(Problem statement): Please transcribe exactly, and only, the lines of the data below between the line holding "impl<F: FnMut(f64) -> bool> BuildProgress" and the line holding "back to the", inclusive.

Segment Open

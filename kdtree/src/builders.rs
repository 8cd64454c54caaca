/*
* Licensed to Elasticsearch B.V. under one or more contributor
* license agreements. See the NOTICE file distributed with
* this work for additional information regarding copyright
* ownership. Elasticsearch B.V. licenses this file to you under
* the Apache License, Version 2.0 (the "License"); you may
* not use this file except in compliance with the License.
* You may obtain a copy of the License at
*
*  http://www.apache.org/licenses/LICENSE-2.0
*
* Unless required by applicable law or agreed to in writing,
* software distributed under the License is distributed on an
* "AS IS" BASIS, WITHOUT WARRANTIES OR CONDITIONS OF ANY
* KIND, either express or implied.  See the License for the
* specific language governing permissions and limitations
* under the License.
*/

//! Construction of a kd-tree.
//!
//! Patterns are pushed into a [`KdTreeBuilder`] and then partitioned in one pass. Each recursion step picks the
//! axis with the largest spread (population variance), sorts its slice of the pattern buffer along that axis
//! and splits it at the median. The recursion works on subslices of a single owned buffer, so when it is done the
//! buffer is already in leaf order and every bucket is a contiguous range of it.

use crate::errors::{KdError, KdResult};
use crate::node::{KdNode, NonterminalNode, TerminalBucket};
use crate::pattern::{PatternRecord, TerminalNode};
use crate::tree::KdTree;
use crate::utils::{read_yaml, yaml_usize};
use log::{debug, info};
use pbr::ProgressBar;
use std::io::Write;
use std::path::Path;
use std::sync::atomic::{AtomicBool, Ordering};
use std::sync::Arc;
use std::time::Instant;

/// Default number of patterns a leaf may hold.
pub const DEFAULT_BUCKET_SIZE: usize = 4;

/// Receives progress reports during a build and can ask for the build to stop.
///
/// The builder calls `set_progress` after every finished pair of subtrees with the fraction of patterns placed
/// in a bucket so far, and `is_cancelled` before every subtree it starts.
pub trait BuildProgress {
    /// Fraction of the patterns that have been placed, in `[0, 1]`.
    fn set_progress(&mut self, fraction: f64);
    /// Return true to abort the build with [`KdError::BuildCancelled`].
    fn is_cancelled(&self) -> bool {
        false
    }
}

/// Ignores progress and never cancels.
#[derive(Debug, Default, Clone, Copy)]
pub struct NoProgress;

impl BuildProgress for NoProgress {
    fn set_progress(&mut self, _fraction: f64) {}
}

/// Drives a terminal progress bar. The bar's total should be the number of patterns.
impl<W: Write> BuildProgress for ProgressBar<W> {
    fn set_progress(&mut self, fraction: f64) {
        let placed = (fraction * self.total as f64).round() as u64;
        self.set(placed);
    }
}

/// Wraps a closure that sees every progress report. It returns false to cancel the build.
pub struct FnProgress<F> {
    callback: F,
    cancelled: bool,
}

impl<F: FnMut(f64) -> bool> FnProgress<F> {
    /// Wraps the closure
    pub fn new(callback: F) -> FnProgress<F> {
        FnProgress {
            callback,
            cancelled: false,
        }
    }
}

impl<F: FnMut(f64) -> bool> BuildProgress for FnProgress<F> {
    fn set_progress(&mut self, fraction: f64) {
        if !(self.callback)(fraction) {
            self.cancelled = true;
        }
    }

    fn is_cancelled(&self) -> bool {
        self.cancelled
    }
}

/// A cancellation flag that can be flipped from another thread while a build is running.
#[derive(Debug, Default, Clone)]
pub struct CancelFlag {
    flag: Arc<AtomicBool>,
}

impl CancelFlag {
    /// A fresh, unset flag
    pub fn new() -> CancelFlag {
        CancelFlag::default()
    }

    /// Asks any build watching this flag to stop.
    pub fn cancel(&self) {
        self.flag.store(true, Ordering::Relaxed);
    }
}

impl BuildProgress for CancelFlag {
    fn set_progress(&mut self, _fraction: f64) {}

    fn is_cancelled(&self) -> bool {
        self.flag.load(Ordering::Relaxed)
    }
}

/// A construction object for a kd-tree.
///
/// The builder owns the patterns until [`KdTreeBuilder::build`] succeeds, which moves them into the tree and
/// leaves the builder empty, ready for a new set. If the build is cancelled the patterns are handed back to the
/// builder, possibly reordered. Building again keeps the same patterns and answers queries the same way,
/// although patterns with tied coordinates may sit at different indexes.
#[derive(Debug)]
pub struct KdTreeBuilder<T> {
    pub(crate) dim: usize,
    pub(crate) bucket_size: usize,
    pub(crate) verbosity: u32,
    patterns: Vec<PatternRecord<T>>,
}

impl<T> KdTreeBuilder<T> {
    /// Creates a new builder for patterns of dimension `dim` with a bucket size of 4.
    pub fn new(dim: usize) -> KdTreeBuilder<T> {
        KdTreeBuilder {
            dim,
            bucket_size: DEFAULT_BUCKET_SIZE,
            verbosity: 0,
            patterns: Vec::new(),
        }
    }

    /// Creates a builder from a yaml file.
    ///
    /// ```yaml
    /// ---
    /// data_dim: 5
    /// bucket_size: 4
    /// verbosity: 0
    /// ```
    pub fn from_yaml<P: AsRef<Path>>(path: P) -> KdResult<Self> {
        let params = read_yaml(&path)?;
        let file_name = path.as_ref().to_string_lossy();
        let dim = yaml_usize(&params, "data_dim", &file_name, None)?;
        let mut builder = KdTreeBuilder::new(dim);
        builder.set_bucket_size(yaml_usize(
            &params,
            "bucket_size",
            &file_name,
            Some(DEFAULT_BUCKET_SIZE),
        )?);
        builder.set_verbosity(yaml_usize(&params, "verbosity", &file_name, Some(0))? as u32);
        Ok(builder)
    }

    /// Maximum number of patterns in a leaf. A bucket size of 0 is treated as 1.
    pub fn set_bucket_size(&mut self, x: usize) -> &mut Self {
        self.bucket_size = x.max(1);
        self
    }

    /// 0 is silent, 1 logs the build time, 2 and up also draws a progress bar.
    pub fn set_verbosity(&mut self, x: u32) -> &mut Self {
        self.verbosity = x;
        self
    }

    /// Dimensionality of the patterns
    pub fn dim(&self) -> usize {
        self.dim
    }

    /// The bucket size the next build will use
    pub fn bucket_size(&self) -> usize {
        self.bucket_size
    }

    /// Number of patterns waiting to be built
    pub fn len(&self) -> usize {
        self.patterns.len()
    }

    /// True if no pattern has been added since the last build
    pub fn is_empty(&self) -> bool {
        self.patterns.is_empty()
    }

    /// Adds a pattern with a payload.
    pub fn add_pattern<V: Into<Vec<f64>>>(&mut self, coordinates: V, payload: T) -> KdResult<()> {
        self.push(coordinates.into(), Some(payload))
    }

    /// Adds a pattern without a payload.
    pub fn add_point<V: Into<Vec<f64>>>(&mut self, coordinates: V) -> KdResult<()> {
        self.push(coordinates.into(), None)
    }

    fn push(&mut self, coordinates: Vec<f64>, payload: Option<T>) -> KdResult<()> {
        KdError::check_dim(self.dim, coordinates.len())?;
        self.patterns.push(PatternRecord::new(coordinates, payload));
        Ok(())
    }

    /// Builds the tree, with a progress bar on stderr if the verbosity is above 1.
    pub fn build(&mut self) -> KdResult<KdTree<T>> {
        if self.verbosity > 1 {
            let mut pb = ProgressBar::on(std::io::stderr(), self.patterns.len() as u64);
            pb.format("╢▌▌░╟");
            let tree = self.build_with_progress(&mut pb);
            pb.finish();
            tree
        } else {
            self.build_with_progress(&mut NoProgress)
        }
    }

    /// Builds the tree, reporting to and checking for cancellation on `progress`.
    pub fn build_with_progress<P: BuildProgress>(
        &mut self,
        progress: &mut P,
    ) -> KdResult<KdTree<T>> {
        let mut patterns = std::mem::take(&mut self.patterns);
        let now = Instant::now();
        let mut splitter = Splitter {
            dim: self.dim,
            bucket_size: self.bucket_size,
            total: patterns.len(),
            placed: 0,
            progress,
        };
        let root = match splitter.split(&mut patterns, 0) {
            Ok(root) => root,
            Err(e) => {
                info!("Build of {} patterns aborted: {}", patterns.len(), e);
                self.patterns = patterns;
                return Err(e);
            }
        };
        splitter.progress.set_progress(1.0);

        let tree = KdTree::new(
            self.dim,
            root,
            patterns.into_iter().map(TerminalNode::new).collect(),
        );
        if self.verbosity > 0 {
            info!(
                "Built a kd-tree over {} patterns of dimension {} in {:?}, depth {}, {} buckets",
                tree.len(),
                self.dim,
                now.elapsed(),
                tree.depth(),
                tree.bucket_count()
            );
        }
        Ok(tree)
    }
}

/// The recursive partitioning step and its progress bookkeeping.
struct Splitter<'a, P: BuildProgress> {
    dim: usize,
    bucket_size: usize,
    total: usize,
    placed: usize,
    progress: &'a mut P,
}

impl<'a, P: BuildProgress> Splitter<'a, P> {
    /// `offset` is the position of `patterns[0]` in the whole buffer.
    fn split<T>(
        &mut self,
        patterns: &mut [PatternRecord<T>],
        offset: usize,
    ) -> KdResult<Option<KdNode>> {
        if self.progress.is_cancelled() {
            return Err(KdError::BuildCancelled);
        }
        let n = patterns.len();
        if n == 0 {
            return Ok(None);
        }
        if n <= self.bucket_size {
            self.placed += n;
            return Ok(Some(KdNode::Terminal(TerminalBucket::new(offset..offset + n))));
        }

        let axis = max_spread_axis(patterns, self.dim);
        patterns.sort_by(|a, b| a.coordinate(axis).total_cmp(&b.coordinate(axis)));
        let mid = n / 2;
        let median = patterns[mid - 1].coordinate(axis);
        debug!(
            "Splitting {} patterns at offset {} on axis {} at {}",
            n, offset, axis, median
        );

        let (left_patterns, right_patterns) = patterns.split_at_mut(mid);
        let left = self.split(left_patterns, offset)?;
        let right = self.split(right_patterns, offset + mid)?;

        self.progress
            .set_progress(self.placed as f64 / self.total as f64);
        Ok(Some(KdNode::Nonterminal(NonterminalNode::new(
            axis, median, left, right,
        ))))
    }
}

/// Population variance of one coordinate over the patterns, `sum(x^2)/n - (sum(x)/n)^2`.
pub(crate) fn spread<T>(patterns: &[PatternRecord<T>], axis: usize) -> f64 {
    let n = patterns.len() as f64;
    let (sum, sum_sq) = patterns.iter().fold((0.0, 0.0), |(s, sq), p| {
        let x = p.coordinate(axis);
        (s + x, sq + x * x)
    });
    let mean = sum / n;
    sum_sq / n - mean * mean
}

/// The axis with the largest spread. Only a strictly larger spread replaces the current best, so ties go
/// to the lowest axis.
pub(crate) fn max_spread_axis<T>(patterns: &[PatternRecord<T>], dim: usize) -> usize {
    let mut best_axis = 0;
    let mut best_spread = f64::NEG_INFINITY;
    for axis in 0..dim {
        let s = spread(patterns, axis);
        if s > best_spread {
            best_spread = s;
            best_axis = axis;
        }
    }
    best_axis
}
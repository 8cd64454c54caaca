/*
* Licensed to Elasticsearch B.V. under one or more contributor
* license agreements. See the NOTICE file distributed with
* this work for additional information regarding copyright
* ownership. Elasticsearch B.V. licenses this file to you under
* the Apache License, Version 2.0 (the "License"); you may
* not use this file except in compliance with the License.
* You may obtain a copy of the License at
*
*  http://www.apache.org/licenses/LICENSE-2.0
*
* Unless required by applicable law or agreed to in writing,
* software distributed under the License is distributed on an
* "AS IS" BASIS, WITHOUT WARRANTIES OR CONDITIONS OF ANY
* KIND, either express or implied.  See the License for the
* specific language governing permissions and limitations
* under the License.
*/

//! Checks the tree against a linear scan on random data.

extern crate kdtree;
#[macro_use]
extern crate assert_approx_eq;

use kdtree::{KdTree, KdTreeBuilder, Neighbour};
use rand::rngs::SmallRng;
use rand::{Rng, SeedableRng};

fn random_points(count: usize, dim: usize, rng: &mut SmallRng) -> Vec<Vec<f64>> {
    (0..count)
        .map(|_| (0..dim).map(|_| rng.gen_range(-10.0..10.0)).collect())
        .collect()
}

fn build(points: &[Vec<f64>], bucket_size: usize) -> KdTree<usize> {
    let dim = points[0].len();
    let mut builder = KdTreeBuilder::new(dim);
    builder.set_bucket_size(bucket_size);
    for (i, p) in points.iter().enumerate() {
        builder.add_pattern(p.clone(), i).unwrap();
    }
    builder.build().unwrap()
}

fn brute_force(points: &[Vec<f64>], query: &[f64]) -> Vec<(f64, usize)> {
    let mut dists: Vec<(f64, usize)> = points
        .iter()
        .enumerate()
        .map(|(i, p)| {
            let d: f64 = p.iter().zip(query).map(|(a, b)| (a - b) * (a - b)).sum();
            (d.sqrt(), i)
        })
        .collect();
    dists.sort_by(|a, b| a.0.partial_cmp(&b.0).unwrap());
    dists
}

fn payload_ids(found: &[Neighbour<usize>]) -> Vec<usize> {
    let mut ids: Vec<usize> = found.iter().map(|n| *n.payload.unwrap()).collect();
    ids.sort();
    ids
}

fn check_knn(points: &[Vec<f64>], tree: &KdTree<usize>, query: &[f64], k: usize) {
    let truth = brute_force(points, query);
    let found = tree.knn(query, k).unwrap();
    assert!(found.len() >= k, "asked for {} got {}", k, found.len());
    for pair in found.windows(2) {
        assert!(pair[0].distance <= pair[1].distance);
    }
    let worst = found.last().unwrap().distance;
    assert_approx_eq!(worst, truth[k - 1].0, 1e-9);
    let ids = payload_ids(&found);
    for (d, i) in truth.iter() {
        if *d < worst {
            assert!(ids.binary_search(i).is_ok(), "missed pattern {} at {}", i, d);
        }
    }
    for n in found.iter() {
        assert_approx_eq!(n.distance, truth.iter().find(|t| t.1 == *n.payload.unwrap()).unwrap().0, 1e-9);
    }
}

#[test]
fn knn_matches_linear_scan() {
    let mut rng = SmallRng::seed_from_u64(42);
    for dim in [1, 2, 5, 20].iter() {
        for bucket_size in [1, 4, 16].iter() {
            let points = random_points(300, *dim, &mut rng);
            let tree = build(&points, *bucket_size);
            assert_eq!(tree.len(), 300);
            for _ in 0..20 {
                let query: Vec<f64> = (0..*dim).map(|_| rng.gen_range(-12.0..12.0)).collect();
                for k in [1, 3, 10].iter() {
                    check_knn(&points, &tree, &query, *k);
                }
            }
        }
    }
}

#[test]
fn nearest_is_argmin() {
    let mut rng = SmallRng::seed_from_u64(7);
    for dim in [1, 2, 5, 20].iter() {
        let points = random_points(200, *dim, &mut rng);
        let tree = build(&points, 4);
        for _ in 0..50 {
            let query: Vec<f64> = (0..*dim).map(|_| rng.gen_range(-10.0..10.0)).collect();
            let truth = brute_force(&points, &query);
            let found = tree.knn(&query, 1).unwrap();
            assert_eq!(found.len(), 1);
            assert_eq!(*found[0].payload.unwrap(), truth[0].1);
            assert!(found[0].distance >= 0.0);
        }
    }
}

#[test]
fn radius_matches_linear_scan() {
    let mut rng = SmallRng::seed_from_u64(3);
    for dim in [1, 2, 5, 20].iter() {
        let points = random_points(250, *dim, &mut rng);
        let tree = build(&points, 4);
        for _ in 0..20 {
            let query: Vec<f64> = (0..*dim).map(|_| rng.gen_range(-10.0..10.0)).collect();
            let radius = rng.gen_range(0.5..(4.0 * (*dim as f64).sqrt()));
            let found = tree.within_radius(&query, radius).unwrap();
            for n in found.iter() {
                assert!(n.distance < radius);
            }
            let ids = payload_ids(&found);
            let truth: Vec<usize> = {
                let mut t: Vec<usize> = brute_force(&points, &query)
                    .iter()
                    .filter(|(d, _)| *d < radius)
                    .map(|(_, i)| *i)
                    .collect();
                t.sort();
                t
            };
            assert_eq!(ids, truth);
        }
    }
}

#[test]
fn k_equal_to_size_returns_everything() {
    let mut rng = SmallRng::seed_from_u64(11);
    let points = random_points(40, 3, &mut rng);
    let tree = build(&points, 4);
    let found = tree.knn(&[0.0, 0.0, 0.0], 40).unwrap();
    assert_eq!(found.len(), 40);
    let truth = brute_force(&points, &[0.0, 0.0, 0.0]);
    for (n, (d, _)) in found.iter().zip(truth.iter()) {
        assert_approx_eq!(n.distance, *d, 1e-9);
    }
}

#[test]
fn repeated_queries_are_identical() {
    let mut rng = SmallRng::seed_from_u64(5);
    let points = random_points(100, 4, &mut rng);
    let tree = build(&points, 4);
    let query = [0.5, -0.5, 1.0, 2.0];
    let first = tree.knn(&query, 7).unwrap();
    let second = tree.knn(&query, 7).unwrap();
    assert_eq!(first, second);
    for (a, b) in first.iter().zip(&second) {
        assert_eq!(a.distance.to_bits(), b.distance.to_bits());
        assert!(std::ptr::eq(a.payload.unwrap(), b.payload.unwrap()));
    }
}

#[test]
fn duplicates_everywhere() {
    let mut builder = KdTreeBuilder::new(2);
    builder.set_bucket_size(1);
    for i in 0..30 {
        builder.add_pattern(vec![1.0, 1.0], i).unwrap();
    }
    builder.add_pattern(vec![3.0, 1.0], 30).unwrap();
    let tree = builder.build().unwrap();
    let found = tree.knn(&[1.0, 1.0], 2).unwrap();
    assert_eq!(found.len(), 30);
    assert!(found.iter().all(|n| n.distance == 0.0));
    let found = tree.knn(&[4.0, 1.0], 1).unwrap();
    assert_eq!(found.len(), 1);
    assert_eq!(*found[0].payload.unwrap(), 30);
}

#[test]
fn pruning_beats_linear_scan() {
    let mut rng = SmallRng::seed_from_u64(9);
    let points = random_points(5000, 2, &mut rng);
    let tree = build(&points, 4);
    tree.knn(&[0.0, 0.0], 5).unwrap();
    assert!(tree.tested_patterns_count() < 500);
}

Segment Closed

(Answer for the task):
impl<F: FnMut(f64) -> bool> BuildProgress for FnProgress<F> {
    fn set_progress(&mut self, fraction: f64) {
        if !(self.callback)(fraction) {
            self.cancelled = true;
        }
    }

    fn is_cancelled(&self) -> bool {
        self.cancelled
    }
}

/// A cancellation flag that can be flipped from another thread while a build is running.
#[derive(Debug, Default, Clone)]
pub struct CancelFlag {
    flag: Arc<AtomicBool>,
}

impl CancelFlag {
    /// A fresh, unset flag
    pub fn new() -> CancelFlag {
        CancelFlag::default()
    }

    /// Asks any build watching this flag to stop.
    pub fn cancel(&self) {
        self.flag.store(true, Ordering::Relaxed);
    }
}

impl BuildProgress for CancelFlag {
    fn set_progress(&mut self, _fraction: f64) {}

    fn is_cancelled(&self) -> bool {
        self.flag.load(Ordering::Relaxed)
    }
}

/// A construction object for a kd-tree.
///
/// The builder owns the patterns until [`KdTreeBuilder::build`] succeeds, which moves them into the tree and
/// leaves the builder empty, ready for a new set. If the build is cancelled the patterns are handed back to the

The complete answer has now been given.